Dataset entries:

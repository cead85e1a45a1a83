//! Diagnostic formatting utilities.

use std::fmt::Write;

use super::info::{Diagnostic, Severity, SourceLocation};

// ============================================================================
// Options
// ============================================================================

/// Display style for diagnostic output.
#[derive(Debug, Clone, Copy, Default, PartialEq, Eq)]
pub enum DisplayStyle {
    /// Rich output with source snippets and highlighting.
    #[default]
    Rich,
    /// Short output in `tsc --pretty false` form: `file:line:col - error TSxxxx: message`.
    Short,
}

/// Options for controlling diagnostic formatting.
///
/// # Example
///
/// ```ignore
/// use typed_virtual_modules::diagnostic::{DiagnosticOptions, DisplayStyle};
///
/// // Default: colored rich output
/// let opts = DiagnosticOptions::default();
///
/// // Plain text (no ANSI colors) for logging
/// let opts = DiagnosticOptions::plain();
///
/// // Short format for CI/IDE integration
/// let opts = DiagnosticOptions::short();
/// ```
#[derive(Debug, Clone, Copy)]
pub struct DiagnosticOptions {
    /// Whether to use ANSI colors in output.
    pub colored: bool,
    /// Display style (rich with snippets or short).
    pub style: DisplayStyle,
    /// Whether to include source code snippets.
    pub snippets: bool,
}

impl Default for DiagnosticOptions {
    fn default() -> Self {
        Self {
            colored: true,
            style: DisplayStyle::Rich,
            snippets: true,
        }
    }
}

impl DiagnosticOptions {
    /// Create options for plain text output (no ANSI colors).
    pub fn plain() -> Self {
        Self {
            colored: false,
            ..Self::default()
        }
    }

    /// Create options for short format.
    pub fn short() -> Self {
        Self {
            style: DisplayStyle::Short,
            snippets: false,
            ..Self::default()
        }
    }

    /// Set whether to use colors.
    pub fn with_colored(mut self, colored: bool) -> Self {
        self.colored = colored;
        self
    }

    /// Set display style.
    pub fn with_style(mut self, style: DisplayStyle) -> Self {
        self.style = style;
        self
    }

    /// Set whether to include source snippets.
    pub fn with_snippets(mut self, snippets: bool) -> Self {
        self.snippets = snippets;
        self
    }
}

// ============================================================================
// Gutter Characters
// ============================================================================

/// Box-drawing characters for source code display.
mod gutter {
    pub const HEADER: &str = "┌─";
    pub const BAR: &str = "│";
    pub const MARKER: &str = "~";
}

// ============================================================================
// Coloring
// ============================================================================

#[cfg(feature = "colored-diagnostics")]
fn colorize(text: &str, severity: Severity) -> String {
    use owo_colors::OwoColorize;
    match severity {
        Severity::Error => text.red().to_string(),
        Severity::Warning => text.yellow().to_string(),
    }
}

#[cfg(feature = "colored-diagnostics")]
fn colorize_location(text: &str) -> String {
    use owo_colors::OwoColorize;
    text.cyan().to_string()
}

#[cfg(not(feature = "colored-diagnostics"))]
fn colorize(text: &str, _severity: Severity) -> String {
    text.to_owned()
}

#[cfg(not(feature = "colored-diagnostics"))]
fn colorize_location(text: &str) -> String {
    text.to_owned()
}

fn paint(options: &DiagnosticOptions, severity: Severity) -> impl Fn(&str) -> String {
    let colored = options.colored;
    move |s: &str| {
        if colored {
            colorize(s, severity)
        } else {
            s.to_owned()
        }
    }
}

fn paint_location(options: &DiagnosticOptions, text: &str) -> String {
    if options.colored {
        colorize_location(text)
    } else {
        text.to_owned()
    }
}

// ============================================================================
// Public Formatting API
// ============================================================================

/// Format a list of diagnostics, errors first.
pub fn format_diagnostics(diagnostics: &[Diagnostic], options: &DiagnosticOptions) -> String {
    let (errors, warnings): (Vec<_>, Vec<_>) =
        diagnostics.iter().partition(|d| d.severity == Severity::Error);

    let separator = match options.style {
        DisplayStyle::Rich => "\n",
        DisplayStyle::Short => "",
    };

    errors
        .iter()
        .chain(warnings.iter())
        .map(|d| format_diagnostic(d, options))
        .collect::<Vec<_>>()
        .join(separator)
}

/// Format a single diagnostic.
pub fn format_diagnostic(diagnostic: &Diagnostic, options: &DiagnosticOptions) -> String {
    let mut output = String::new();
    let paint = paint(options, diagnostic.severity);

    let location = location_prefix(diagnostic);
    match options.style {
        DisplayStyle::Short => {
            if let Some(location) = location {
                _ = write!(output, "{} - ", paint_location(options, &location));
            }
            _ = writeln!(
                output,
                "{} {}: {}",
                paint(&diagnostic.severity.to_string()),
                diagnostic.code,
                diagnostic.message
            );
        }
        DisplayStyle::Rich => {
            _ = writeln!(
                output,
                "{}: {}",
                paint(&format!("{}[{}]", diagnostic.severity, diagnostic.code)),
                diagnostic.message
            );
            if let Some(location) = location {
                _ = writeln!(output, "  {} {}", paint(gutter::HEADER), location);
            }
            if options.snippets
                && let Some(loc) = &diagnostic.location
            {
                write_snippet(&mut output, loc, &paint);
            }
        }
    }

    output
}

fn location_prefix(diagnostic: &Diagnostic) -> Option<String> {
    let file = diagnostic.file.as_ref()?;
    Some(match &diagnostic.location {
        Some(loc) => format!("{}:{}:{}", file.display(), loc.line, loc.column + 1),
        None => file.display().to_string(),
    })
}

fn write_snippet(output: &mut String, loc: &SourceLocation, paint: &impl Fn(&str) -> String) {
    let line_num = loc.line.to_string();
    let width = line_num.len();

    _ = writeln!(output, "{:>width$} {}", "", paint(gutter::BAR));
    _ = writeln!(
        output,
        "{} {} {}",
        paint(&line_num),
        paint(gutter::BAR),
        loc.line_text
    );
    _ = writeln!(
        output,
        "{:>width$} {} {}{}",
        "",
        paint(gutter::BAR),
        " ".repeat(loc.column),
        paint(&gutter::MARKER.repeat(loc.length.max(1)))
    );
}

#[cfg(test)]
mod tests {
    use super::*;
    use crate::diagnostic::info::{codes, DiagnosticCode};

    fn sample() -> Diagnostic {
        let text = "const v: Foo = { n: 1 };";
        Diagnostic::error(
            DiagnosticCode::Ts(codes::NOT_ASSIGNABLE),
            "Type 'number' is not assignable to type 'string'.",
        )
        .in_file("/app/main.ts")
        .at(text, 17, 18)
    }

    #[test]
    fn test_short_format() {
        let out = format_diagnostic(&sample(), &DiagnosticOptions::short().with_colored(false));
        assert_eq!(
            out,
            "/app/main.ts:1:18 - error TS2322: Type 'number' is not assignable to type 'string'.\n"
        );
    }

    #[test]
    fn test_rich_format_has_snippet() {
        let out = format_diagnostic(&sample(), &DiagnosticOptions::plain());
        assert!(out.starts_with("error[TS2322]: Type 'number'"));
        assert!(out.contains("┌─ /app/main.ts:1:18"));
        assert!(out.contains("1 │ const v: Foo = { n: 1 };"));
        assert!(out.contains(&format!("│ {}~", " ".repeat(17))));
    }

    #[test]
    fn test_errors_sorted_first() {
        let warning = Diagnostic::warning(DiagnosticCode::Ts(codes::SYNTAX), "w");
        let out = format_diagnostics(
            &[warning, sample()],
            &DiagnosticOptions::short().with_colored(false),
        );
        assert!(out.find("TS2322").unwrap() < out.find("TS1005").unwrap());
    }
}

What you need to do: Write out, exactly as shown, only the lines running from the one that contains "out = format_diagnostic(&sample(), &DiagnosticOptions::plain());" to the last line above.

Result of the exercise:
        let out = format_diagnostic(&sample(), &DiagnosticOptions::plain());
        assert!(out.starts_with("error[TS2322]: Type 'number'"));
        assert!(out.contains("┌─ /app/main.ts:1:18"));
        assert!(out.contains("1 │ const v: Foo = { n: 1 };"));
        assert!(out.contains(&format!("│ {}~", " ".repeat(17))));
    }

    #[test]
    fn test_errors_sorted_first() {
        let warning = Diagnostic::warning(DiagnosticCode::Ts(codes::SYNTAX), "w");
        let out = format_diagnostics(
            &[warning, sample()],
            &DiagnosticOptions::short().with_colored(false),
        );
        assert!(out.find("TS2322").unwrap() < out.find("TS1005").unwrap());
    }
}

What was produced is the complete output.